DESCRIPTION OF THE TASK: Please return all lines from the records below that include the string "None".

DATASET RECORDS:
Segment Open

//! Receiving side of a transfer.

use std::path::PathBuf;
use std::time::{Duration, Instant};

use synergy_protocol::constants::{DEFAULT_MAX_CHUNK_SIZE, PROGRESS_UPDATE_INTERVAL};
use synergy_protocol::{
    ChunkAck, ChunkHeader, ReadyResponse, TransferFailure, TransferHandshake, TransferResult,
    TransferSummary,
};
use synergy_transfer::{
    ChecksumEngine, PartialFile, ProgressSender, ProgressSnapshot, ProgressTracker,
    average_speed_mbps, checksums_match, resolve_receive_path, transfer_time_ms,
};
use tokio::io::{AsyncRead, AsyncWrite};
use tokio_util::sync::CancellationToken;
use tracing::{debug, error, info, warn};

use crate::FAILURE_REPLY_TIMEOUT;
use crate::error::DataChannelError;
use crate::guard::{guarded, guarded_read_exact};
use crate::state::{TransferState, transition};
use crate::wire::{receive_json, send_json};

/// Receiver settings.
#[derive(Debug, Clone)]
pub struct ReceiverConfig {
    /// Directory received files are written into.
    pub receive_dir: PathBuf,
    /// Largest chunk a sender may announce or send.
    pub max_chunk_size: usize,
    pub progress_interval: Duration,
    /// Fails the transfer if the sender stays silent this long.
    pub idle_timeout: Option<Duration>,
}

impl ReceiverConfig {
    pub fn new(receive_dir: impl Into<PathBuf>) -> Self {
        Self {
            receive_dir: receive_dir.into(),
            max_chunk_size: DEFAULT_MAX_CHUNK_SIZE,
            progress_interval: PROGRESS_UPDATE_INTERVAL,
            idle_timeout: None,
        }
    }
}

/// Receives one file from a sender over `stream`.
///
/// The destination file is removed on every exit path except a verified
/// completion.
pub struct ReceiverSession<S> {
    stream: S,
    config: ReceiverConfig,
    cancel: CancellationToken,
    progress_tx: Option<ProgressSender>,
    state: TransferState,
    transfer_id: String,
}

impl<S> ReceiverSession<S>
where
    S: AsyncRead + AsyncWrite + Unpin,
{
    pub fn new(stream: S, config: ReceiverConfig, cancel: CancellationToken) -> Self {
        Self {
            stream,
            config,
            cancel,
            progress_tx: None,
            state: TransferState::Idle,
            transfer_id: String::new(),
        }
    }

    pub fn with_progress(mut self, progress_tx: ProgressSender) -> Self {
        self.progress_tx = Some(progress_tx);
        self
    }

    pub fn state(&self) -> TransferState {
        self.state
    }

    /// Identifier from the sender's handshake; empty until it arrives.
    pub fn transfer_id(&self) -> &str {
        &self.transfer_id
    }

    /// Runs the transfer to its end.
    ///
    /// Returns `Ok` once a result record was sent to the sender, which may
    /// itself be a failure (whole-file checksum mismatch). Any abort is an
    /// `Err`; the peer is told about it on a best-effort basis.
    pub async fn receive(&mut self) -> Result<TransferResult, DataChannelError> {
        if self.state != TransferState::Idle {
            return Err(DataChannelError::Protocol(format!(
                "receiver session already used (state {})",
                self.state
            )));
        }

        match self.run().await {
            Ok(result) => Ok(result),
            Err(err) => {
                error!(transfer_id = %self.transfer_id, kind = err.kind(), "receive failed: {err}");
                if !self.state.is_terminal() {
                    transition(&mut self.state, TransferState::Failed, &self.transfer_id);
                }
                if !err.is_connection_lost() {
                    self.report_failure(&err).await;
                }
                Err(err)
            }
        }
    }

    async fn run(&mut self) -> Result<TransferResult, DataChannelError> {
        transition(&mut self.state, TransferState::AwaitingHandshake, "");
        let handshake: TransferHandshake = guarded(
            &self.cancel,
            self.config.idle_timeout,
            receive_json(&mut self.stream),
        )
        .await?;
        self.transfer_id = handshake.transfer_id.clone();
        let meta = &handshake.file_metadata;
        info!(
            transfer_id = %self.transfer_id,
            file = %meta.name,
            size = meta.size,
            chunk_size = meta.chunk_size,
            "handshake received"
        );

        if !handshake.is_compatible() {
            return Err(DataChannelError::Protocol(format!(
                "unsupported protocol version {:?}",
                handshake.protocol_version
            )));
        }
        if meta.chunk_size == 0 {
            return Err(DataChannelError::Protocol("chunk size must be non-zero".into()));
        }
        if meta.chunk_size > self.config.max_chunk_size as u64 {
            return Err(DataChannelError::ChunkTooLarge {
                size: meta.chunk_size,
                max: self.config.max_chunk_size as u64,
            });
        }
        let dest = resolve_receive_path(&self.config.receive_dir, &meta.name)?;

        let mut out = PartialFile::create(&dest).await?;
        guarded(
            &self.cancel,
            self.config.idle_timeout,
            send_json(&mut self.stream, &ReadyResponse::ready(&self.transfer_id)),
        )
        .await?;
        transition(&mut self.state, TransferState::Transferring, &self.transfer_id);

        let started = Instant::now();
        let mut engine = ChecksumEngine::new();
        let mut tracker = ProgressTracker::new(meta.size, self.config.progress_interval);
        let mut expected_id = 1;

        while out.written() < meta.size {
            let header: ChunkHeader = guarded(
                &self.cancel,
                self.config.idle_timeout,
                receive_json(&mut self.stream),
            )
            .await?;
            check_header(
                &header,
                expected_id,
                out.written(),
                meta.size,
                self.config.max_chunk_size,
            )?;

            let data = guarded_read_exact(
                &mut self.stream,
                header.chunk_size as usize,
                &self.cancel,
                self.config.idle_timeout,
            )
            .await?;
            engine
                .verify_chunk(&data, &header.chunk_checksum)
                .map_err(|_| DataChannelError::ChecksumMismatch {
                    chunk_id: header.chunk_id,
                })?;
            out.append(&data).await?;

            if header.is_last_chunk != (out.written() >= meta.size) {
                warn!(
                    transfer_id = %self.transfer_id,
                    chunk_id = header.chunk_id,
                    "is_last_chunk flag disagrees with byte count"
                );
            }

            guarded(
                &self.cancel,
                self.config.idle_timeout,
                send_json(&mut self.stream, &ChunkAck::received(header.chunk_id)),
            )
            .await?;
            debug!(
                transfer_id = %self.transfer_id,
                chunk_id = header.chunk_id,
                received = out.written(),
                "chunk stored"
            );

            expected_id += 1;
            if tracker.should_update() {
                self.publish(tracker.update(out.written()));
            }
        }

        transition(&mut self.state, TransferState::Verifying, &self.transfer_id);
        let elapsed = started.elapsed();
        let total_bytes = out.written();
        let digest = engine.finalize();

        let result = if checksums_match(&digest, &meta.checksum) {
            let path = out.commit().await?;
            TransferResult::Success(TransferSummary {
                transfer_complete: true,
                total_chunks: None,
                total_bytes,
                transfer_time_ms: transfer_time_ms(elapsed),
                average_speed_mbps: average_speed_mbps(total_bytes, elapsed),
                file_checksum: digest,
                checksum_verified: true,
                file_path: path.display().to_string(),
            })
        } else {
            out.discard().await;
            let err = DataChannelError::FileChecksumMismatch {
                expected: meta.checksum.clone(),
                actual: digest.clone(),
            };
            warn!(transfer_id = %self.transfer_id, "{err}");
            TransferResult::Failure(TransferFailure {
                transfer_complete: false,
                error: err.kind().into(),
                message: err.to_string(),
                checksum_verified: Some(false),
                file_checksum: Some(digest),
                total_bytes: Some(total_bytes),
            })
        };

        guarded(
            &self.cancel,
            self.config.idle_timeout,
            send_json(&mut self.stream, &result),
        )
        .await?;

        if result.is_complete() {
            self.publish(tracker.finish());
            transition(&mut self.state, TransferState::Complete, &self.transfer_id);
            info!(
                transfer_id = %self.transfer_id,
                path = %dest.display(),
                bytes = total_bytes,
                "file received and verified"
            );
        } else {
            transition(&mut self.state, TransferState::Failed, &self.transfer_id);
        }
        Ok(result)
    }

    /// Sends a failure record for `err`, giving up quietly if the peer
    /// does not take it within [`FAILURE_REPLY_TIMEOUT`].
    async fn report_failure(&mut self, err: &DataChannelError) {
        let record = err.to_result();
        match tokio::time::timeout(FAILURE_REPLY_TIMEOUT, send_json(&mut self.stream, &record))
            .await
        {
            Ok(Ok(())) => debug!(transfer_id = %self.transfer_id, "failure reported to sender"),
            Ok(Err(e)) => debug!(transfer_id = %self.transfer_id, "could not report failure: {e}"),
            Err(_) => debug!(transfer_id = %self.transfer_id, "timed out reporting failure"),
        }
    }

    fn publish(&self, snapshot: ProgressSnapshot) {
        if let Some(tx) = &self.progress_tx {
            let _ = tx.try_send(snapshot);
        }
    }
}

/// Validates a chunk header against what the receiver expects next.
fn check_header(
    header: &ChunkHeader,
    expected_id: u64,
    received: u64,
    total: u64,
    max_chunk_size: usize,
) -> Result<(), DataChannelError> {
    if header.chunk_id != expected_id {
        return Err(DataChannelError::Protocol(format!(
            "got chunk {} while expecting chunk {expected_id}",
            header.chunk_id
        )));
    }
    if header.chunk_size == 0 {
        return Err(DataChannelError::Protocol(format!(
            "chunk {} is empty",
            header.chunk_id
        )));
    }
    if header.chunk_size > max_chunk_size as u64 {
        return Err(DataChannelError::ChunkTooLarge {
            size: header.chunk_size,
            max: max_chunk_size as u64,
        });
    }
    if received + header.chunk_size > total {
        return Err(DataChannelError::Protocol(format!(
            "chunk {} overruns the declared size of {total} bytes",
            header.chunk_id
        )));
    }
    Ok(())
}
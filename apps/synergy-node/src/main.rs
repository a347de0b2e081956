//! Synergy node entry point.

mod app;
mod config;
mod progress;

use std::path::PathBuf;

use clap::{Parser, Subcommand};
use synergy_transfer::SizePreset;
use tracing_subscriber::EnvFilter;

use config::Config;

/// Receive, send and generate checksum-verified file transfers
#[derive(Debug, Parser)]
#[command(name = "synergy-node")]
#[command(author, version, about, long_about = None)]
struct Cli {
    /// Enable debug logging
    #[arg(short, long)]
    verbose: bool,

    /// Configuration file path (defaults to ~/.config/synergy/node.toml)
    #[arg(short, long)]
    config: Option<PathBuf>,

    #[command(subcommand)]
    command: Commands,
}

#[derive(Debug, Subcommand)]
enum Commands {
    /// Receive files until interrupted
    Serve {
        /// Bind address
        #[arg(long)]
        bind: Option<String>,

        /// TCP port
        #[arg(short, long)]
        port: Option<u16>,

        /// Directory for received files
        #[arg(long)]
        receive_dir: Option<PathBuf>,
    },

    /// Send one file to a listening node
    Send {
        host: String,
        port: u16,

        /// File to send
        #[arg(required_unless_present = "generate")]
        file: Option<PathBuf>,

        /// Generate a test file of this preset and send it instead
        #[arg(long, conflicts_with = "file")]
        generate: Option<SizePreset>,

        /// Chunk size in bytes
        #[arg(long)]
        chunk_size: Option<usize>,
    },

    /// Write a test file of random patterns
    Generate {
        /// Output file, or directory when used with --preset
        path: PathBuf,

        /// Size in MiB
        #[arg(required_unless_present = "preset", conflicts_with = "preset")]
        size_mb: Option<u64>,

        /// small | medium | large | extra-large
        #[arg(long)]
        preset: Option<SizePreset>,
    },

    /// Print the SHA-256 of a file
    Checksum {
        file: PathBuf,

        /// Fail unless the digest matches
        #[arg(long)]
        expect: Option<String>,
    },
}

fn main() -> anyhow::Result<()> {
    let cli = Cli::parse();

    let default_level = if cli.verbose { "debug" } else { "info" };
    tracing_subscriber::fmt()
        .with_env_filter(
            EnvFilter::try_from_default_env().unwrap_or_else(|_| EnvFilter::new(default_level)),
        )
        .init();

    tracing::debug!(version = env!("CARGO_PKG_VERSION"), "starting synergy-node");

    let config = Config::load(cli.config.as_deref())?;

    let rt = tokio::runtime::Runtime::new()?;
    rt.block_on(async {
        match cli.command {
            Commands::Serve {
                bind,
                port,
                receive_dir,
            } => {
                let mut config = config;
                if let Some(bind) = bind {
                    config.bind_address = bind;
                }
                if let Some(port) = port {
                    config.port = port;
                }
                if let Some(dir) = receive_dir {
                    config.receive_dir = dir;
                }
                app::serve(&config).await
            }
            Commands::Send {
                host,
                port,
                file,
                generate,
                chunk_size,
            } => {
                let source = match (file, generate) {
                    (Some(file), _) => app::Source::File(file),
                    (None, Some(preset)) => app::Source::Generated(preset),
                    (None, None) => anyhow::bail!("a file or --generate preset is required"),
                };
                let chunk_size = chunk_size.unwrap_or(config.chunk_size);
                app::send(&config, &host, port, source, chunk_size).await
            }
            Commands::Generate {
                path,
                size_mb,
                preset,
            } => app::generate(&path, size_mb, preset).await,
            Commands::Checksum { file, expect } => app::checksum(&file, expect.as_deref()).await,
        }
    })
}

#[cfg(test)]
mod tests {
    use super::*;

    #[test]
    fn cli_is_well_formed() {
        use clap::CommandFactory;
        Cli::command().debug_assert();
    }

    #[test]
    fn parses_send_with_file() {
        let cli = Cli::try_parse_from([
            "synergy-node",
            "send",
            "192.168.43.1",
            "8888",
            "data.bin",
            "--chunk-size",
            "65536",
        ])
        .unwrap();
        match cli.command {
            Commands::Send {
                host,
                port,
                file,
                generate,
                chunk_size,
            } => {
                assert_eq!(host, "192.168.43.1");
                assert_eq!(port, 8888);
                assert_eq!(file, Some(PathBuf::from("data.bin")));
                assert_eq!(generate, None);
                assert_eq!(chunk_size, Some(65536));
            }
            other => panic!("unexpected command {other:?}"),
        }
    }

    #[test]
    fn send_requires_file_or_preset() {
        assert!(Cli::try_parse_from(["synergy-node", "send", "host", "8888"]).is_err());
        let cli =
            Cli::try_parse_from(["synergy-node", "send", "host", "8888", "--generate", "small"])
                .unwrap();
        assert!(matches!(
            cli.command,
            Commands::Send {
                generate: Some(SizePreset::Small),
                ..
            }
        ));
    }

    #[test]
    fn generate_takes_size_or_preset() {
        let cli = Cli::try_parse_from(["synergy-node", "generate", "out.bin", "5"]).unwrap();
        assert!(matches!(
            cli.command,
            Commands::Generate {
                size_mb: Some(5),
                preset: None,
                ..
            }
        ));

        let cli = Cli::try_parse_from([
            "synergy-node",
            "generate",
            "out",
            "--preset",
            "extra-large",
        ])
        .unwrap();
        assert!(matches!(
            cli.command,
            Commands::Generate {
                preset: Some(SizePreset::ExtraLarge),
                ..
            }
        ));

        assert!(Cli::try_parse_from(["synergy-node", "generate", "out.bin"]).is_err());
    }

    #[test]
    fn global_flags() {
        let cli = Cli::try_parse_from([
            "synergy-node",
            "-v",
            "--config",
            "/etc/synergy.toml",
            "checksum",
            "f",
        ])
        .unwrap();
        assert!(cli.verbose);
        assert_eq!(cli.config, Some(PathBuf::from("/etc/synergy.toml")));
    }
}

Segment Closed

RESPONSE BOX:
            idle_timeout: None,
            progress_tx: None,
                total_chunks: None,
#[command(author, version, about, long_about = None)]
                    (None, Some(preset)) => app::Source::Generated(preset),
                    (None, None) => anyhow::bail!("a file or --generate preset is required"),
                assert_eq!(generate, None);
                preset: None,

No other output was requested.